Make sure that the Enable Self-recovery option is enabled under User Based PolicySelf-recovery.


  1. Click Menu | Systems | System Tree, then select a group under System Tree.
  2. Select a system, then click ActionsAgentModify Policies on a Single System to open the Policy Assignment page for that system.
  3. From the Product drop-down list, select Drive Encryption 7.2. The policy Categories under Drive Encryption appears with the system's assigned policy.
  4. Select the Product Settings policy category, then click Edit Assignments to open the Product Settings page.
  5. If the policy is inherited, select Break inheritance and assign the policy and settings below next to Inherit from.
  6. From the Assigned Policy drop-down list, select the policy, then click Edit Policy to open the Policy Settings page.
    From this page, you can edit the selected policy, or create a new policy.
  7. On the Recovery tab, select Allow users to re-enroll self-recovery information at PBA to enable the option.

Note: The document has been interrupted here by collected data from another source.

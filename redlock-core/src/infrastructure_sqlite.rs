//! SQLite-backed LockStore implementation.
//! Each database file acts as one independent lock instance.
//!
//! Enable with the `sqlite` feature flag:
//! ```toml
//! redlock-core = { path = "../redlock-core", features = ["sqlite"] }
//! ```

use std::sync::Arc;
use std::time::{Duration, SystemTime, UNIX_EPOCH};

use async_trait::async_trait;
use rusqlite::{params, Connection, OptionalExtension, TransactionBehavior};
use tokio::sync::Mutex;

use crate::error::StoreError;
use crate::infrastructure::LockStore;

fn now_ms() -> i64 {
    SystemTime::now()
        .duration_since(UNIX_EPOCH)
        .unwrap_or_default()
        .as_millis() as i64
}

fn backend(e: rusqlite::Error) -> StoreError {
    StoreError::Backend(e.to_string())
}

fn ttl_millis(ttl: Duration) -> Result<i64, StoreError> {
    i64::try_from(ttl.as_millis())
        .map_err(|_| StoreError::Backend(format!("ttl {:?} out of range", ttl)))
}

fn expiry(now: i64, ttl_ms: i64) -> Result<i64, rusqlite::Error> {
    now.checked_add(ttl_ms)
        .ok_or(rusqlite::Error::IntegralValueOutOfRange(2, ttl_ms))
}

/// A lock instance backed by one SQLite file.
///
/// Expiry is a wall-clock column checked on every read, so a key left by a
/// crashed holder frees itself without a sweeper. Every operation runs as a
/// single `IMMEDIATE` transaction on the blocking pool.
///
/// Jobs take the connection in call order, and a job that already holds it
/// keeps it until it commits even if its caller stopped waiting. A cleanup
/// release queued behind a timed-out acquire therefore always sees that
/// acquire's write.
pub struct SqliteLockStore {
    path: String,
    conn: Arc<Mutex<Connection>>,
}

impl SqliteLockStore {
    /// Open (or create) a lock database at the given path.
    pub fn open(path: &str) -> Result<Self, rusqlite::Error> {
        let conn = Connection::open(path)?;

        // WAL lets several processes share one file as a store instance
        conn.pragma_update(None, "journal_mode", "WAL")?;
        conn.pragma_update(None, "synchronous", "NORMAL")?;
        conn.busy_timeout(Duration::from_millis(50))?;

        conn.execute_batch(
            "CREATE TABLE IF NOT EXISTS locks (
                resource   TEXT PRIMARY KEY,
                token      TEXT NOT NULL,
                expires_at INTEGER NOT NULL
            );
            CREATE INDEX IF NOT EXISTS idx_locks_expires ON locks(expires_at);",
        )?;

        Ok(Self {
            path: path.to_string(),
            conn: Arc::new(Mutex::new(conn)),
        })
    }

    async fn run<T, F>(&self, op: F) -> Result<T, StoreError>
    where
        T: Send + 'static,
        F: FnOnce(&mut Connection) -> Result<T, rusqlite::Error> + Send + 'static,
    {
        // Taken here rather than on the pool, so queued jobs keep their order
        let mut conn = Arc::clone(&self.conn).lock_owned().await;
        tokio::task::spawn_blocking(move || op(&mut conn).map_err(backend))
            .await
            .map_err(|e| StoreError::Backend(format!("sqlite worker failed: {}", e)))?
    }

    fn live_token(
        conn: &Connection,
        resource: &str,
        now: i64,
    ) -> Result<Option<String>, rusqlite::Error> {
        conn.query_row(
            "SELECT token FROM locks WHERE resource = ?1 AND expires_at > ?2",
            params![resource, now],
            |row| row.get(0),
        )
        .optional()
    }
}

#[async_trait]
impl LockStore for SqliteLockStore {
    async fn try_acquire(
        &self,
        resources: &[String],
        token: &str,
        ttl: Duration,
    ) -> Result<bool, StoreError> {
        let resources = resources.to_vec();
        let token = token.to_string();
        let ttl_ms = ttl_millis(ttl)?;

        self.run(move |conn| {
            let tx = conn.transaction_with_behavior(TransactionBehavior::Immediate)?;
            let now = now_ms();
            for resource in &resources {
                if Self::live_token(&tx, resource, now)?.is_some() {
                    return Ok(false);
                }
            }
            for resource in &resources {
                // Replaces an expired row, if any
                tx.execute(
                    "INSERT OR REPLACE INTO locks (resource, token, expires_at) VALUES (?1, ?2, ?3)",
                    params![resource, token, expiry(now, ttl_ms)?],
                )?;
            }
            tx.commit()?;
            Ok(true)
        })
        .await
    }

    async fn try_release(&self, resources: &[String], token: &str) -> Result<bool, StoreError> {
        let resources = resources.to_vec();
        let token = token.to_string();

        self.run(move |conn| {
            let tx = conn.transaction_with_behavior(TransactionBehavior::Immediate)?;
            let now = now_ms();
            let mut deleted = 0;
            for resource in &resources {
                deleted += tx.execute(
                    "DELETE FROM locks WHERE resource = ?1 AND token = ?2 AND expires_at > ?3",
                    params![resource, token, now],
                )?;
            }
            tx.commit()?;
            Ok(deleted > 0)
        })
        .await
    }

    async fn try_extend(
        &self,
        resources: &[String],
        token: &str,
        ttl: Duration,
    ) -> Result<bool, StoreError> {
        let resources = resources.to_vec();
        let token = token.to_string();
        let ttl_ms = ttl_millis(ttl)?;

        self.run(move |conn| {
            let tx = conn.transaction_with_behavior(TransactionBehavior::Immediate)?;
            let now = now_ms();
            for resource in &resources {
                if Self::live_token(&tx, resource, now)?.as_deref() != Some(token.as_str()) {
                    return Ok(false);
                }
            }
            for resource in &resources {
                tx.execute(
                    "UPDATE locks SET expires_at = ?1 WHERE resource = ?2 AND token = ?3",
                    params![expiry(now, ttl_ms)?, resource, token],
                )?;
            }
            tx.commit()?;
            Ok(true)
        })
        .await
    }

    fn describe(&self) -> String {
        format!("sqlite:{}", self.path)
    }
}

  8. Click Save on the Policy Settings page, then click Save on the Product Settings page.
  9. Send an agent wake-up call.


When this policy is saved and enforced to the client system, the Pre-Boot Authentication (Username) screen includes the Reset Self Recovery option. The user selects this option and is prompted for a password, and then the self-recovery enrollment. The user should then enroll the self-recovery details with new self-recovery answers.
Note: Only initialized users can reset their self-recovery details.